In the data below, find every line with the word "rename" and copy it.

Stored data:
========================================

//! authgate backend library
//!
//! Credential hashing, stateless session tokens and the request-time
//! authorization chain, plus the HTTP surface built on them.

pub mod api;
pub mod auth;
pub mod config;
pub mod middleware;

========================================

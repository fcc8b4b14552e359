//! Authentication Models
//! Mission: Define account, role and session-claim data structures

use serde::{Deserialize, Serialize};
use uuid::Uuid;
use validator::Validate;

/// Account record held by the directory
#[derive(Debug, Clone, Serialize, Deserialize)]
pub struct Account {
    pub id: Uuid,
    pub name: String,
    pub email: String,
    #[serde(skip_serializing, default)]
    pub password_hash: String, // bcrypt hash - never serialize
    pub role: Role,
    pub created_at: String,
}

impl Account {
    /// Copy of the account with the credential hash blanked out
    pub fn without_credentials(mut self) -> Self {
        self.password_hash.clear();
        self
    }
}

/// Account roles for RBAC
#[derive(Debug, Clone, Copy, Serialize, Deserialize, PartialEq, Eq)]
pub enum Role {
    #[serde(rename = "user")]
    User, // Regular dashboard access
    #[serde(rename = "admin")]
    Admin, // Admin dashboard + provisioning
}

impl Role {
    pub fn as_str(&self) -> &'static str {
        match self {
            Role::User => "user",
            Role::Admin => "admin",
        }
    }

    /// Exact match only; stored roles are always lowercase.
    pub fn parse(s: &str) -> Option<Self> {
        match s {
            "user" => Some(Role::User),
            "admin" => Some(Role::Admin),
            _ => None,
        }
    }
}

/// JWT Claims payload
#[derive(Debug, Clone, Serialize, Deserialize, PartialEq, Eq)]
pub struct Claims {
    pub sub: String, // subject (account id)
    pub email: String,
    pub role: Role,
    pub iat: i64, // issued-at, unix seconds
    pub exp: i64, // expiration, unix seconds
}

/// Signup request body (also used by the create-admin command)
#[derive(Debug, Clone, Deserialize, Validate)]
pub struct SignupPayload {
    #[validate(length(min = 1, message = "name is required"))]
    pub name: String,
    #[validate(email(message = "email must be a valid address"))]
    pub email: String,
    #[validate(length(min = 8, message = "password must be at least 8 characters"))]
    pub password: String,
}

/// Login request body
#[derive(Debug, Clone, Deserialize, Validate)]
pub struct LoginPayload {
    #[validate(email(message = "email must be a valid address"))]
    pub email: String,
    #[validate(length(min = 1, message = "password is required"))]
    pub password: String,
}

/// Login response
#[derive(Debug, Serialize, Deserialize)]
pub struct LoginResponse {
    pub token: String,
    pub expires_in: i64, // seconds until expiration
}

========================================

• **Result of the exercise**:
    #[serde(rename = "user")]
    #[serde(rename = "admin")]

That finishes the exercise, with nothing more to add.